Mosier wanted to observe the village sick call program. Largely on the spur of the moment, he, Captain Hackley, and our team sergeant, MSG Jack Goodman, hopped into a jeep and headed out for the village where Leo Violette was conducting that day.s effort. The LLDB escorts took their own jeep, and since they knew the area, were in the lead. The little convoy passed through a small village on the way to the larger village where the sick call was being held.

 

The Viet Cong ambush team in the buildings lining the road must have been amazed at this stroke of luck . they had been expecting to ambush Leo and his medical team on their return from sick call, but now had in their sights a much more lucrative target.

 

The first round came through the rear window of the jeep in which the Americans were riding, striking Sergeant Goodman in the back of the head. His death was instantaneous. Captain Hackley, driving, was hit three times in the chest and tumbled out of the jeep on his side, mortally wounded. Captain Mosier, in the right front, was hit several times in the hip and leg and tumbled out the jeep, dragging himself to refuge in a ditch where, our later investigation determined, he managed to return fire before being killed by a grenade. A grenade thrown into their vehicle had already wiped out the Vietnamese team. The VC quickly stripped the bodies of weapons and equipment, and faded into the surrounding trees. The ambush had happened so close to camp the defenders could clearly hear the gunfire and explosions, and a reaction force was on site within minutes.

 

They were, of course, far too late.
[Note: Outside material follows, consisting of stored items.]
use futures::stream::{self, StreamExt, TryStreamExt};
use std::collections::{BTreeMap, BTreeSet};
use crate::core::{
    collector::{collect_candidates, distinct_candidates, CandidateOffer},
    error::MatchError,
    ranker::rank,
    reciprocity::{filter_reciprocal, reciprocal_overlap},
    scoring::{calculate_compatibility, compatibility_label, ScoreInputs},
};
use crate::models::{
    Direction, MatchCandidate, MatchListing, PublicProfile, ScoringWeights, Skill, SkillId, UserId,
};
use crate::services::{LedgerError, SkillLedger};

const DEFAULT_MAX_CONCURRENT_READS: usize = 16;

/// Result of the matching process
#[derive(Debug, Default)]
pub struct MatchResult {
    pub matches: Vec<MatchListing>,
    /// Distinct users offering at least one wanted skill
    pub total_candidates: usize,
    /// Declarations skipped because their skill record is missing
    pub skipped_references: usize,
}

/// Main matching orchestrator - implements the match discovery pipeline
///
/// # Pipeline Stages
/// 1. Candidate collection (who offers what I want)
/// 2. Reciprocity filtering (who wants what I offer)
/// 3. Compatibility scoring
/// 4. Deduplication and ranking
///
/// Every call reads fresh ledger state and keeps nothing between calls.
#[derive(Debug, Clone)]
pub struct Matcher {
    weights: ScoringWeights,
    max_concurrent_reads: usize,
}

impl Matcher {
    pub fn new(weights: ScoringWeights, max_concurrent_reads: usize) -> Self {
        Self {
            weights,
            max_concurrent_reads: max_concurrent_reads.max(1),
        }
    }

    pub fn with_default_weights() -> Self {
        Self::new(ScoringWeights::default(), DEFAULT_MAX_CONCURRENT_READS)
    }

    pub fn weights(&self) -> &ScoringWeights {
        &self.weights
    }

    /// Find reciprocal matches for a user
    ///
    /// # Arguments
    /// * `ledger` - Source of skill declarations and profiles
    /// * `user_id` - The requesting user
    /// * `limit` - Maximum number of matches to return
    ///
    /// # Returns
    /// Ranked matches, or `NoDeclaredSkills` when the user has declared
    /// nothing at all. A user missing either side gets an empty result.
    pub async fn find_matches(
        &self,
        ledger: &dyn SkillLedger,
        user_id: &str,
        limit: usize,
    ) -> Result<MatchResult, MatchError> {
        let (mut wanted, mut offered) = futures::try_join!(
            ledger.skills_by_user_and_direction(user_id, Direction::Want),
            ledger.skills_by_user_and_direction(user_id, Direction::Offer),
        )?;

        if wanted.is_empty() && offered.is_empty() {
            return Err(MatchError::NoDeclaredSkills {
                user_id: user_id.to_string(),
            });
        }
        if wanted.is_empty() || offered.is_empty() {
            tracing::debug!(
                "User {} wants {} and offers {} skills, reciprocity impossible",
                user_id,
                wanted.len(),
                offered.len()
            );
            return Ok(MatchResult::default());
        }

        // Every skill in a reciprocal pair comes from one of these two sets
        let referenced: BTreeSet<SkillId> = wanted.union(&offered).cloned().collect();
        let skills: BTreeMap<SkillId, Skill> = ledger
            .skills_by_ids(&referenced)
            .await?
            .into_iter()
            .map(|skill| (skill.id.clone(), skill))
            .collect();

        let skipped_references = drop_unknown_skills(user_id, &mut wanted, &skills)
            + drop_unknown_skills(user_id, &mut offered, &skills);

        if wanted.is_empty() || offered.is_empty() {
            return Ok(MatchResult {
                skipped_references,
                ..MatchResult::default()
            });
        }

        // Stage 1: candidate collection
        let offers = ledger.offerers_of_skills(&wanted, user_id).await?;
        let candidates = collect_candidates(user_id, &wanted, offers);
        let candidate_ids = distinct_candidates(&candidates);
        let total_candidates = candidate_ids.len();

        tracing::debug!(
            "Collected {} offers from {} candidates for {}",
            candidates.len(),
            total_candidates,
            user_id
        );

        if candidates.is_empty() {
            return Ok(MatchResult {
                total_candidates,
                skipped_references,
                ..MatchResult::default()
            });
        }

        // Stage 2: reciprocity, judged only once every wanted set has arrived
        let wanted_by_candidate = self.fetch_wanted_sets(ledger, &candidate_ids).await?;
        let reciprocal = filter_reciprocal(user_id, &offered, &candidates, &wanted_by_candidate);

        let survivors: BTreeSet<UserId> = reciprocal
            .iter()
            .map(|pair| pair.candidate_user_id.clone())
            .collect();
        let profiles = self.fetch_profiles(ledger, &survivors).await?;

        // Stage 3: scoring
        let offers_per_candidate = count_offers(&candidates);
        let scored = reciprocal.iter().filter_map(|pair| {
            let profile = profiles.get(&pair.candidate_user_id)?;
            let offered_skill = skills.get(&pair.offered_skill_id)?;
            let wanted_skill = skills.get(&pair.wanted_skill_id)?;

            let gives = offers_per_candidate
                .get(pair.candidate_user_id.as_str())
                .copied()
                .unwrap_or(0);
            let takes = wanted_by_candidate
                .get(&pair.candidate_user_id)
                .map(|wants| reciprocal_overlap(&offered, wants).count())
                .unwrap_or(0);

            let inputs = ScoreInputs {
                same_category: same_category(offered_skill, wanted_skill),
                extra_overlap: (gives + takes).saturating_sub(2),
                candidate_rating: profile.rating(),
                completed_swaps: profile.completed_swaps(),
            };

            Some(MatchCandidate {
                offering_user_id: pair.candidate_user_id.clone(),
                requesting_user_id: user_id.to_string(),
                offered_skill_id: pair.offered_skill_id.clone(),
                wanted_skill_id: pair.wanted_skill_id.clone(),
                compatibility_score: calculate_compatibility(&inputs, &self.weights),
            })
        });

        // Stage 4: dedup and rank
        let mut ranked = rank(scored);
        ranked.truncate(limit);

        let matches: Vec<MatchListing> = ranked
            .into_iter()
            .filter_map(|candidate| present(candidate, &skills, &profiles))
            .collect();

        Ok(MatchResult {
            matches,
            total_candidates,
            skipped_references,
        })
    }

    /// Fan out one wanted-set read per candidate and join them
    async fn fetch_wanted_sets(
        &self,
        ledger: &dyn SkillLedger,
        candidate_ids: &BTreeSet<UserId>,
    ) -> Result<BTreeMap<UserId, BTreeSet<SkillId>>, LedgerError> {
        stream::iter(candidate_ids.iter())
            .map(|id| async move {
                let wants = ledger
                    .skills_by_user_and_direction(id, Direction::Want)
                    .await?;
                Ok::<_, LedgerError>((id.clone(), wants))
            })
            .buffer_unordered(self.max_concurrent_reads)
            .try_collect()
            .await
    }

    /// Fan out profile reads for surviving candidates
    ///
    /// Candidates without a profile row are dropped, like the UI does.
    async fn fetch_profiles(
        &self,
        ledger: &dyn SkillLedger,
        candidate_ids: &BTreeSet<UserId>,
    ) -> Result<BTreeMap<UserId, PublicProfile>, LedgerError> {
        let fetched: Vec<(UserId, Option<PublicProfile>)> = stream::iter(candidate_ids.iter())
            .map(|id| async move {
                let profile = ledger.public_profile_summary(id).await?;
                Ok::<_, LedgerError>((id.clone(), profile))
            })
            .buffer_unordered(self.max_concurrent_reads)
            .try_collect()
            .await?;

        Ok(fetched
            .into_iter()
            .filter_map(|(id, profile)| match profile {
                Some(profile) => Some((id, profile)),
                None => {
                    tracing::warn!("Candidate {} has no profile, skipping", id);
                    None
                }
            })
            .collect())
    }
}

impl Default for Matcher {
    fn default() -> Self {
        Self::with_default_weights()
    }
}

/// Remove skill ids with no skill record, returning how many were removed
fn drop_unknown_skills(
    user_id: &str,
    skill_ids: &mut BTreeSet<SkillId>,
    skills: &BTreeMap<SkillId, Skill>,
) -> usize {
    let before = skill_ids.len();
    skill_ids.retain(|skill_id| {
        let known = skills.contains_key(skill_id);
        if !known {
            let warning = MatchError::InconsistentSkillReference {
                user_id: user_id.to_string(),
                skill_id: skill_id.clone(),
            };
            tracing::warn!("Skipping declaration: {}", warning);
        }
        known
    });
    before - skill_ids.len()
}

fn count_offers(candidates: &[CandidateOffer]) -> BTreeMap<&str, usize> {
    let mut counts = BTreeMap::new();
    for c in candidates {
        *counts.entry(c.candidate_user_id.as_str()).or_insert(0) += 1;
    }
    counts
}

#[inline]
fn same_category(a: &Skill, b: &Skill) -> bool {
    a.category.trim().eq_ignore_ascii_case(b.category.trim())
}

/// Attach display fields to a ranked candidate
fn present(
    candidate: MatchCandidate,
    skills: &BTreeMap<SkillId, Skill>,
    profiles: &BTreeMap<UserId, PublicProfile>,
) -> Option<MatchListing> {
    let profile = profiles.get(&candidate.offering_user_id)?;
    let offered = skills.get(&candidate.offered_skill_id)?;
    let wanted = skills.get(&candidate.wanted_skill_id)?;

    let name = if profile.name.trim().is_empty() {
        "Unknown User".to_string()
    } else {
        profile.name.clone()
    };

    Some(MatchListing {
        id: format!("{}-{}", candidate.offering_user_id, candidate.offered_skill_id),
        name,
        bio: profile.bio.clone().unwrap_or_default(),
        rating: profile.rating(),
        completed_swaps: profile.completed_swaps(),
        skill_offered: offered.name.clone(),
        skill_wanted: wanted.name.clone(),
        label: compatibility_label(candidate.compatibility_score).to_string(),
        candidate,
    })
}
Goodman, Hackley and Mosier were, respectively, the 87th through 89th Americans killed in Vietnam, and the 45th through 47th men killed in action. Sergeant Goodman was memorialized by having the camp through which all Special Forces troops in-processed and out-processed named for him. A disproportionate number of them would join the casualty rolls too. And so ended my first tour, and my last one as a medic. There were to be two more tours, one as the Executive Officer of an .A. camp in II Corps and later as a Studies and Observations Group (SOG) operative and, when I extended this tour, as a Provincial Reconnaissance Unit Advisor in the much-maligned but very effective Phoenix Program.